To the glory of God!

These are roughly in order. If you try to skip to the latter ones without doing the earlier ones, you lose credibility and dishonor God.

1. The excellence of the products or services you render in your job shows the excellence and greatness of God.

How you do your work speaks volumes about God.

Colossians 3:23-24   23 Whatever you do, work at it with all your heart, as working for the Lord, not for men,  24 since you know that you will receive an inheritance from the Lord as a reward. It is the Lord Christ you are serving.

You are doing all for God. Is it God-worthy work? Because everything we do is for God is should be done better.

·         Story of three workmen – you are building the Kingdom of God.

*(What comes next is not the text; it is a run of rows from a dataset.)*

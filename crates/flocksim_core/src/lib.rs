//! # Flocksim Core
//!
//! The simulation engine for flocksim - a predator-prey flocking model on a
//! toroidal (wrap-around) square domain.
//!
//! This crate contains the deterministic simulation logic, including:
//! - Minimum-image geometry on the torus
//! - A k-nearest-neighbor attraction/repulsion kernel
//! - A turning-rate limiter that preserves constant speed
//! - Irreversible predation and manual kill operations
//! - A spatial velocity-correlation analyzer that runs off the tick thread
//!
//! ## Architecture
//!
//! The simulation follows a data-oriented design with:
//! - **Structure-of-arrays populations**: positions, velocities and alive flags
//!   in contiguous buffers, agents identified by index
//! - **Batched kernels**: whole-population force computation, Rayon-powered
//! - **Deterministic simulation**: seeded `ChaCha8Rng` for reproducible runs
//!
//! ## Example
//!
//! ```
//! use flocksim_core::config::SimulationConfig;
//! use flocksim_core::engine::SimulationEngine;
//!
//! let config = SimulationConfig {
//!     seed: Some(42),
//!     ..SimulationConfig::default()
//! };
//! let mut engine = SimulationEngine::new(config).unwrap();
//! let result = engine.tick();
//! assert!(result.eaten <= engine.preys().len());
//! ```

/// Spatial velocity-correlation function over species snapshots
pub mod correlation;
/// Configuration management for simulation parameters
pub mod config;
/// The tick orchestrator and kill operations
pub mod engine;
/// Error types for configuration and analysis failures
pub mod error;
/// k-nearest-neighbor attraction and repulsion kernel
pub mod force;
/// Toroidal displacement and distance primitives
pub mod geometry;
/// Performance metrics collection and logging
pub mod metrics;
/// Scalar observables (polarization, mean spacing)
pub mod observables;
/// Structure-of-arrays state for one species
pub mod population;
/// Scheduling and averaging of correlation samples
pub mod sampler;
/// Per-tick heading change limiter
pub mod steering;

pub use config::{AppConfig, CorrelationConfig, ObservablesConfig, SimulationConfig};
pub use engine::SimulationEngine;
pub use error::{Result, SimError};
pub use flocksim_data::{KillReport, RunState, Species, SpeciesSnapshot, TickResult, Vec2};
pub use metrics::{init_logging, Metrics};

Q   How does that work in your job?

Are you cabinets flush?

Are you diagnosis accurate?

Is your paper work done properly?

Are you lattes well made?

Everything we do should reflect our God, and he is a God of order, beauty, and competence.

2. The standards of integrity you follow at your job show the integrity and holiness of God.

Do pay under the table? Are you paid under the table?

Is your paper work accurate and honest?

Do you only bill for work done?

Do you earn your paycheck?

3. The love you show to people at work shows the love of God.

Your job is the best place to build relationships with non-Christians. Demonstrate the unconditional love of Jesus to them.

Sitting in Starbuck watching customers walk by, I thought about the fact that this is my chance to treat everyone of them with the love and dignity due a child of God.

4. How you spend your money shows what you truly value.

But how you spend your money is where you become radical – you are not to be seeking your happiness in things, and that will seem weird to them.

5. Finally, now you can talk about Jesus – when God opens up the opportunities.

·         People joke about me handing out tracts with coffee – I can think of few things that would honor him less.

You pray, you wait, and you listen for opportunities. Once you have done the ground work, always go to work ready, praying for God to work though you and give you opportunities.

·         And if you are doing 1-4, opportunities will arise.

I remember years ago a manager at McDonalds asking why my sister and I got along so well, and that was my opportunity.

But even as I thought of that story, I thought about how old of a story it is. I want new stories. I want to be able to share new opportunities of what God has done.

Q   How about you? Do you have new stories of God speaking through you?

Q   If not, why? Are you squandering the special access you have?

My prayer is that starting today you will view work differently, as a blessing to you, to others and a way to glorify God.